County % of 2008 statewide vote McCain vote share in 2008 Romney vote share in 2008 McCain or Romney?

Statewide 100.0 36 31 M

Miami-Dade 8.0 49 16 M

Pinellas 6.0 38 30 M

Palm Beach 5.4 39 30 M

Hillsborough 5.2 38 30 M

Broward 5.1 41 24 M

Duval 4.8 27 41 R

Orange 4.7 32 32 M

Brevard 4.5 36 31 M

Lee 4.4 33 40 R

Sarasota 3.5 38 32 M

Polk 2.9 35 32 M

Seminole 2.8 31 34 R

Volusia 2.7 35 33 M

Collier 2.7 29 44 R

Pasco 2.7 36 30 M

Marion 2.4 31 33 R

Lake 2.3 32 33 R

Manatee 2.3 35 33 M

Escambia 2.2 36 27 M

But wait, there's more! There's one other big event tonight: the special election in Oregon's 1st district to replace resigned Democratic Rep. David Wu. Democratic ex-state Sen. Suzanne Bonamici looks likely to win against Republican businessman Rob Cornilles, given the polls of the race, Republican downplaying, and most clearly, the party registration associated with the ballots turned in so far in this all vote-by-mail election. (If you assume party-line voting and then allocate the independent ballots equally to each candidate, it pencils out to about a 10-point lead for Bonamici, just in line with the public polling of the race.) With a new rule in place allowing pre-counting of the ballots received before Election Day, we may know very shortly after 8 pm PT who won.

OR-01

Figuring out benchmarks for this race is a lot easier than the Florida primary, because it's a straightforward two-way race (sorry, Libertarian and Pacific Party guys...) with no moving parts, and also because the 2010 House race featured the same Republican participant. So, with that in mind, I'm using the 2010 race (where Wu beat Cornilles by 13) as the baseline, rather than the 2008 presidential race. As you can see, Bonamici only needs to fight to a tie in Washington County, the suburban county west of Portland that contains the bulk of the district's population; the huge Democratic edge in the slice of west Portland that's in OR-01 more than cancels out the Republican advantage in rural Yamhill County.

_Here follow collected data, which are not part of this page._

/// Transport that paces like a real channel but moves no bytes.
#[derive(Debug, Default)]
pub struct SimulatedTransport;

impl ChunkTransport for SimulatedTransport {
    fn open_channel(
        &self,
        _connection: &Connection,
    ) -> Result<Box<dyn ChunkChannel>, TransferError> {
        Ok(Box::new(SimulatedChannel { chunks_sent: 0 }))
    }
}

/// Channel half of [`SimulatedTransport`]; counts chunks and discards them.
#[derive(Debug)]
pub struct SimulatedChannel {
    chunks_sent: u64,
}

impl ChunkChannel for SimulatedChannel {
    fn send(&mut self, _chunk: &[u8]) -> Result<(), TransferError> {
        self.chunks_sent += 1;
        Ok(())
    }

    fn close(&mut self) {
        debug!(chunks = self.chunks_sent, "Simulated channel closed");
    }
}

/// Outcome of one batch.
#[derive(Debug, Clone, PartialEq, Eq, Default)]
pub struct BatchReport {
    /// Files whose chunk loop started.
    pub attempted: usize,
    /// Files that reached `Completed`.
    pub completed: usize,
    /// Files that failed mid-transfer.
    pub errored: usize,
    /// Files the receiver turned down; they stay `Pending`.
    pub declined: usize,
    /// True when cancellation stopped the batch before its natural end.
    pub cancelled: bool,
}

impl BatchReport {
    /// The report for a batch that found nothing to do.
    #[must_use]
    pub fn no_op() -> Self {
        Self::default()
    }

    #[inline]
    #[must_use]
    pub fn is_no_op(&self) -> bool {
        self.attempted == 0 && self.declined == 0 && !self.cancelled
    }
}

enum OfferOutcome {
    Accepted,
    Declined,
    Cancelled,
}

/// Runs transfer batches and resolves file offers.
///
/// `&self` everywhere: batches to distinct connections can overlap freely.
pub struct TransferCoordinator {
    transport: Arc<dyn ChunkTransport>,
    waiters: DashMap<u64, oneshot::Sender<bool>>,
}

impl TransferCoordinator {
    #[must_use]
    pub fn new(transport: Arc<dyn ChunkTransport>) -> Self {
        Self {
            transport,
            waiters: DashMap::new(),
        }
    }

    /// A coordinator over the pacing-only transport.
    #[must_use]
    pub fn simulated() -> Self {
        Self::new(Arc::new(SimulatedTransport))
    }

    /// Answers an outstanding file offer. Returns false when no batch is
    /// waiting on that file.
    pub fn resolve_offer(&self, file_id: u64, accepted: bool) -> bool {
        if let Some((_, tx)) = self.waiters.remove(&file_id) {
            debug!(file = file_id, accepted, "File offer resolved");
            let _ = tx.send(accepted);
            true
        } else {
            debug!(file = file_id, "No batch waiting on this offer");
            false
        }
    }

    /// Whether a batch is currently waiting for an answer on this file.
    #[must_use]
    pub fn has_waiter(&self, file_id: u64) -> bool {
        self.waiters.contains_key(&file_id)
    }

    /// Sends every pending file to one connection, strictly in order.
    ///
    /// With an `offer` path each file is announced first and starts only on
    /// acceptance; declined files stay `Pending`. Without one, files go
    /// immediately. Cancellation is honored between files and while waiting
    /// on an offer; a file mid-chunk always runs to its terminal state.
    #[instrument(skip_all, fields(connection = connection_id))]
    pub async fn send_files(
        &self,
        state: &SessionState,
        connection_id: &str,
        offer: Option<Responder>,
        cancel: &CancellationToken,
    ) -> Result<BatchReport, TransferError> {
        let Some(connection) = state.connections.get(connection_id) else {
            state.events.error("Unknown device");
            return Err(TransferError::UnknownConnection(connection_id.to_string()));
        };

        let pending = state.files.pending_ids();
        if pending.is_empty() {
            state.events.warning("No files ready to send");
            return Ok(BatchReport::no_op());
        }
        let batch_size = pending.len();

        state.events.info(format!(
            "Sending {batch_size} file(s) to {}...",
            connection.name
        ));
        info!(files = batch_size, channel = %connection.channel, "Batch started");

        let mut report = BatchReport::default();
        for file_id in pending {
            if cancel.is_cancelled() {
                report.cancelled = true;
                break;
            }
            // Entries can be removed or change hands between batch start
            // and their turn.
            let Some(entry) = state.files.entry(file_id) else {
                continue;
            };
            if entry.status != FileStatus::Pending {
                continue;
            }

            if let Some(offer) = offer.as_ref() {
                match self.offer_and_wait(offer, &entry, cancel).await {
                    OfferOutcome::Accepted => {}
                    OfferOutcome::Declined => {
                        state.events.warning(format!("{} was declined", entry.name));
                        report.declined += 1;
                        continue;
                    }
                    OfferOutcome::Cancelled => {
                        report.cancelled = true;
                        break;
                    }
                }
            }

            report.attempted += 1;
            let mut channel = match self.transport.open_channel(&connection) {
                Ok(channel) => channel,
                Err(error) => {
                    warn!(%error, file = %entry.name, "Chunk channel open failed");
                    state.files.update(file_id, |e| e.status = FileStatus::Error);
                    state.events.error(format!("Failed to send {}", entry.name));
                    report.errored += 1;
                    continue;
                }
            };
            let profile = channel
                .throughput_hint()
                .unwrap_or_else(|| profile_for(connection.channel));

            match run_file(&state.files, &state.events, channel.as_mut(), profile, &entry).await {
                Ok(final_speed) => {
                    state.files.update(file_id, |e| {
                        e.status = FileStatus::Completed;
                        e.progress_percent = 100;
                        e.speed_bps = final_speed;
                    });
                    state.events.emit(SessionEvent::TransferProgress {
                        file_id,
                        percent: 100,
                        speed_bps: final_speed,
                    });
                    channel.close();
                    report.completed += 1;
                    debug!(file = %entry.name, "File sent");
                }
                Err(error) => {
                    warn!(%error, file = %entry.name, "File transfer failed");
                    state.files.update(file_id, |e| e.status = FileStatus::Error);
                    state.events.error(format!("Failed to send {}", entry.name));
                    report.errored += 1;
                }
            }
        }

        if report.cancelled && report.completed == 0 {
            state.events.info("Transfer cancelled");
        } else if report.completed == batch_size {
            state.events.success(format!(
                "Sent {} file(s) to {}",
                report.completed, connection.name
            ));
        } else if report.completed > 0 {
            state
                .events
                .warning(format!("Sent {}/{batch_size} file(s)", report.completed));
        } else if report.attempted == 0 && report.declined > 0 {
            state.events.warning("Every file was declined");
        } else {
            state.events.error("All file transfers failed");
        }

        state.events.emit(SessionEvent::BatchFinished {
            connection_id: connection_id.to_string(),
            report: report.clone(),
        });
        info!(
            attempted = report.attempted,
            completed = report.completed,
            errored = report.errored,
            declined = report.declined,
            cancelled = report.cancelled,
            "Batch finished"
        );
        Ok(report)
    }

    async fn offer_and_wait(
        &self,
        offer: &Responder,
        entry: &FileEntry,
        cancel: &CancellationToken,
    ) -> OfferOutcome {
        let (tx, rx) = oneshot::channel();
        self.waiters.insert(entry.id, tx);
        offer(PeerMessage::FileOffer {
            file_id: entry.id,
            file_name: entry.name.clone(),
            file_size: entry.size_bytes,
            file_type: entry.mime.clone(),
        });
        debug!(file = entry.id, name = %entry.name, "File offered");

        let outcome = tokio::select! {
            biased;
            _ = cancel.cancelled() => OfferOutcome::Cancelled,
            answer = rx => match answer {
                Ok(true) => OfferOutcome::Accepted,
                Ok(false) | Err(_) => OfferOutcome::Declined,
            },
        };
        self.waiters.remove(&entry.id);
        outcome
    }
}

County % of 2010 congressional vote in-district Wu/Cornilles vote share in 2010 What Bonamici needs to hit 50%

Districtwide 100.0 55/42 50/47

Washington 62.6 53/44 48/49

Multnomah (pt.) 13.3 76/21 71/26

Yamhill 12.3 44/52 39/57

Columbia 6.8 50/45 45/50

Clatsop 5.0 57/40 52/45

So... let's turn this over to you guys. What are your predictions for tonight? Does Gingrich somehow win Florida and prove every existing pollster wrong? Does he at least beat the spread? And what are your predictions for the Oregon special election? Polls in Florida close at 7 pm local time; the vast majority of the state is on Eastern Time but don't forget that Pensacola is on Central Time, so no call will happen until its polls have closed. Ballots must be received in Oregon by 8 pm Pacific.